Not the lowered insurance rate for a good driving record, you will not be fined or put in jail if you do not gratify the obligations I speak of — no one else governs these but you.
They’re secrets with yourself, private council, personal protocols, and while nobody throws you a party when you abide by them, no one will arrest you when you break them either. Except yourself. Or, some cops who got a “disturbing the peace” call at 2:30 in the morning because you were playing bongos in your birthday suit.
Entertainment Tonight called this speech “bonkers.”
That’s not fair.
Maybe a fourteenth lesson that McConaughey only hints at in his speech is: to achieve greatness you must dance along the edge of bonkers. To do anything worthwhile you must risk appearing ridiculous. On your journey, at many points, you will appear ridiculous. The fear of appearing ridiculous stops all too many from achieving their potential.
You know these No Fear t-shirts? I don’t get em. Hell, I try to scare myself at least once a day. I get butterflies every morning before I go to work. I was nervous before I got here to speak tonight. I think fear is a good thing. Why? Because it increases our NEED to overcome that fear.
Say your obstacle is fear of rejection. You want to ask her out but you fear she may say “no.” You want to ask for that promotion but you’re scared your boss will think you’re overstepping your bounds.
Well, instead of denying these fears, declare them, say them out loud, admit them, give them the credit they deserve. Don’t get all macho and act like they’re no big deal, and don’t get paralyzed by denying they exist and therefore abandoning your need to overcome them. I mean, I’d subscribe to the belief that we’re all destined to have to do the thing we fear the most anyway.

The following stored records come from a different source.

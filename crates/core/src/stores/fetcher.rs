use crate::offline::{FetchRequest, HttpResponse, Registration};
use crate::traits::{Fetcher, WorkerRegistry};
use crate::CacheError;
use async_trait::async_trait;
use reqwest::header::CONTENT_TYPE;
use reqwest::Client;
use std::sync::Arc;
use url::Url;

pub struct HttpFetcher {
    client: Arc<Client>,
}

impl HttpFetcher {
    pub fn new() -> Self {
        Self {
            client: Arc::new(Client::new()),
        }
    }
}

impl Default for HttpFetcher {
    fn default() -> Self {
        Self::new()
    }
}

#[async_trait]
impl Fetcher for HttpFetcher {
    async fn fetch(&self, request: &FetchRequest) -> Result<HttpResponse, CacheError> {
        let response = self
            .client
            .request(request.method.clone(), request.url.clone())
            .send()
            .await?;

        let status = response.status().as_u16();
        let content_type = response
            .headers()
            .get(CONTENT_TYPE)
            .and_then(|value| value.to_str().ok())
            .map(str::to_string);
        let body = response.bytes().await?.to_vec();

        Ok(HttpResponse {
            status,
            content_type,
            body,
        })
    }
}

/// Registers a worker by confirming its script is served; the scope is the
/// directory the script lives in.
pub struct ScriptProbeRegistry<F> {
    fetcher: F,
    origin: Url,
}

impl<F> ScriptProbeRegistry<F> {
    pub fn new(fetcher: F, origin: Url) -> Self {
        Self { fetcher, origin }
    }
}

#[async_trait]
impl<F> WorkerRegistry for ScriptProbeRegistry<F>
where
    F: Fetcher + Send + Sync,
{
    async fn register(&self, script_url: &str) -> Result<Registration, CacheError> {
        let script = self.origin.join(script_url)?;
        let response = self.fetcher.fetch(&FetchRequest::get(script.clone())).await?;
        if !response.is_success() {
            return Err(CacheError::Registration(format!(
                "{script} answered with status {}",
                response.status
            )));
        }

        let scope = script.join("./")?;
        Ok(Registration {
            scope: scope.to_string(),
        })
    }
}

#[cfg(test)]
mod tests {
    use super::*;

    struct StaticFetcher {
        status: u16,
    }

    #[async_trait]
    impl Fetcher for StaticFetcher {
        async fn fetch(&self, _request: &FetchRequest) -> Result<HttpResponse, CacheError> {
            Ok(HttpResponse {
                status: self.status,
                content_type: Some("application/javascript".to_string()),
                body: Vec::new(),
            })
        }
    }

    #[tokio::test]
    async fn scope_is_the_script_directory() {
        let registry = ScriptProbeRegistry::new(
            StaticFetcher { status: 200 },
            Url::parse("http://shop.local").unwrap(),
        );
        let registration = registry
            .register("/static/pwa/service-worker.js")
            .await
            .unwrap();
        assert_eq!(registration.scope, "http://shop.local/static/pwa/");
    }

    #[tokio::test]
    async fn missing_script_fails_registration() {
        let registry = ScriptProbeRegistry::new(
            StaticFetcher { status: 404 },
            Url::parse("http://shop.local").unwrap(),
        );
        let result = registry.register("/static/pwa/service-worker.js").await;
        assert!(matches!(result, Err(CacheError::Registration(_))));
    }
}
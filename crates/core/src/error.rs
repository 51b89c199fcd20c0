use thiserror::Error;

#[derive(Debug, Error)]
pub enum SearchError {
    #[error("invalid response from {backend}: {details}")]
    BackendResponse { backend: String, details: String },

    #[error("http error: {0}")]
    Http(#[from] reqwest::Error),

    #[error("url parse error: {0}")]
    Url(#[from] url::ParseError),
}

#[derive(Debug, Error)]
pub enum CacheError {
    #[error("http error: {0}")]
    Http(#[from] reqwest::Error),

    #[error("url parse error: {0}")]
    Url(#[from] url::ParseError),

    #[error("network error: {0}")]
    Network(String),

    #[error("seed asset {url} answered with status {status}")]
    BadSeedStatus { url: String, status: u16 },

    #[error("worker is {0}, cannot install")]
    InvalidState(String),

    #[error("worker registration failed: {0}")]
    Registration(String),
}

#[derive(Debug, Error)]
pub enum PageError {
    #[error("io error: {0}")]
    Io(#[from] std::io::Error),

    #[error("serialize error: {0}")]
    Serialization(#[from] serde_json::Error),

    #[error("no table matches export target {0}")]
    UnknownTable(String),

    #[error("no storage location available: {0}")]
    StorageUnavailable(String),

    #[error("install prompt failed: {0}")]
    Prompt(String),
}
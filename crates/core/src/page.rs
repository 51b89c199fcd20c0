use crate::actions::{activate_overlays, OverlayActivation};
use crate::dom::Document;
use crate::table::flag_low_stock;
use crate::theme::apply_stored_theme;
use crate::traits::PreferenceStore;
use crate::PageError;
use tracing::info;

#[derive(Debug, Clone, Copy, Default, PartialEq, Eq)]
pub struct ReadyReport {
    pub low_stock_rows: usize,
    pub overlays: OverlayActivation,
    pub dark_mode: bool,
}

/// The synchronous page-ready pass: low-stock flags on every table, overlay
/// activation, and the stored theme. The alert timer is scheduled separately.
pub fn on_page_ready<S>(document: &mut Document, store: &S) -> Result<ReadyReport, PageError>
where
    S: PreferenceStore + ?Sized,
{
    let low_stock_rows: usize = document.tables.values_mut().map(flag_low_stock).sum();
    let overlays = activate_overlays(document);
    let dark_mode = apply_stored_theme(&mut document.body, store)?;

    info!(
        low_stock_rows,
        tooltips = overlays.tooltips,
        popovers = overlays.popovers,
        dark_mode,
        "page ready"
    );
    Ok(ReadyReport {
        low_stock_rows,
        overlays,
        dark_mode,
    })
}
//! Durable preference storage.
//!
//! `JsonFilePreferences` keeps every key in one JSON object on disk and
//! rewrites the whole file on each `set`, mirroring how page-local storage
//! survives reloads.

use crate::traits::PreferenceStore;
use crate::PageError;
use directories::ProjectDirs;
use std::collections::{BTreeMap, HashMap};
use std::fs;
use std::path::{Path, PathBuf};

const QUALIFIER: &str = "io";
const ORGANIZATION: &str = "stockfront";
const APPLICATION: &str = "stockfront";
const PREFERENCES_FILE: &str = "preferences.json";

#[derive(Debug, Clone, Default)]
pub struct MemoryPreferences {
    values: HashMap<String, String>,
}

impl PreferenceStore for MemoryPreferences {
    fn get(&self, key: &str) -> Result<Option<String>, PageError> {
        Ok(self.values.get(key).cloned())
    }

    fn set(&mut self, key: &str, value: &str) -> Result<(), PageError> {
        self.values.insert(key.to_string(), value.to_string());
        Ok(())
    }
}

#[derive(Debug, Clone)]
pub struct JsonFilePreferences {
    path: PathBuf,
    values: BTreeMap<String, String>,
}

impl JsonFilePreferences {
    /// Opens the preference file under `dir`, starting empty if it does not exist yet.
    pub fn open_in(dir: &Path) -> Result<Self, PageError> {
        let path = dir.join(PREFERENCES_FILE);
        let values = match fs::read_to_string(&path) {
            Ok(raw) => serde_json::from_str(&raw)?,
            Err(error) if error.kind() == std::io::ErrorKind::NotFound => BTreeMap::new(),
            Err(error) => return Err(error.into()),
        };
        Ok(Self { path, values })
    }

    /// Platform data directory for the application.
    pub fn default_dir() -> Result<PathBuf, PageError> {
        ProjectDirs::from(QUALIFIER, ORGANIZATION, APPLICATION)
            .map(|dirs| dirs.data_local_dir().to_path_buf())
            .ok_or_else(|| PageError::StorageUnavailable("no home directory".to_string()))
    }

    pub fn path(&self) -> &Path {
        &self.path
    }
}

impl PreferenceStore for JsonFilePreferences {
    fn get(&self, key: &str) -> Result<Option<String>, PageError> {
        Ok(self.values.get(key).cloned())
    }

    fn set(&mut self, key: &str, value: &str) -> Result<(), PageError> {
        self.values.insert(key.to_string(), value.to_string());
        if let Some(parent) = self.path.parent() {
            fs::create_dir_all(parent)?;
        }
        fs::write(&self.path, serde_json::to_string_pretty(&self.values)?)?;
        Ok(())
    }
}

#[cfg(test)]
mod tests {
    use super::*;
    use tempfile::tempdir;

    #[test]
    fn values_survive_reopening() -> Result<(), Box<dyn std::error::Error>> {
        let dir = tempdir()?;
        let state = dir.path().join("state");

        let mut first = JsonFilePreferences::open_in(&state)?;
        assert_eq!(first.get("darkMode")?, None);
        first.set("darkMode", "true")?;

        let reopened = JsonFilePreferences::open_in(&state)?;
        assert_eq!(reopened.get("darkMode")?.as_deref(), Some("true"));
        Ok(())
    }

    #[test]
    fn corrupt_file_is_reported() -> Result<(), Box<dyn std::error::Error>> {
        let dir = tempdir()?;
        fs::write(dir.path().join(PREFERENCES_FILE), b"not json")?;
        assert!(matches!(
            JsonFilePreferences::open_in(dir.path()),
            Err(PageError::Serialization(_))
        ));
        Ok(())
    }
}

So, you give your obstacles credit and you will one. Find the courage to overcome them or see clearly that they are not really worth prevailing over.
Here is what McConaughey looked like giving his speech.
Here is a great actor whose greatest role is himself.
* The Lincoln Lawyer spoke to a real fantasy I can’t be alone in having in Los Angeles: someone driving you everywhere in comfortable quiet. Since then Uber has come close to making that a reality.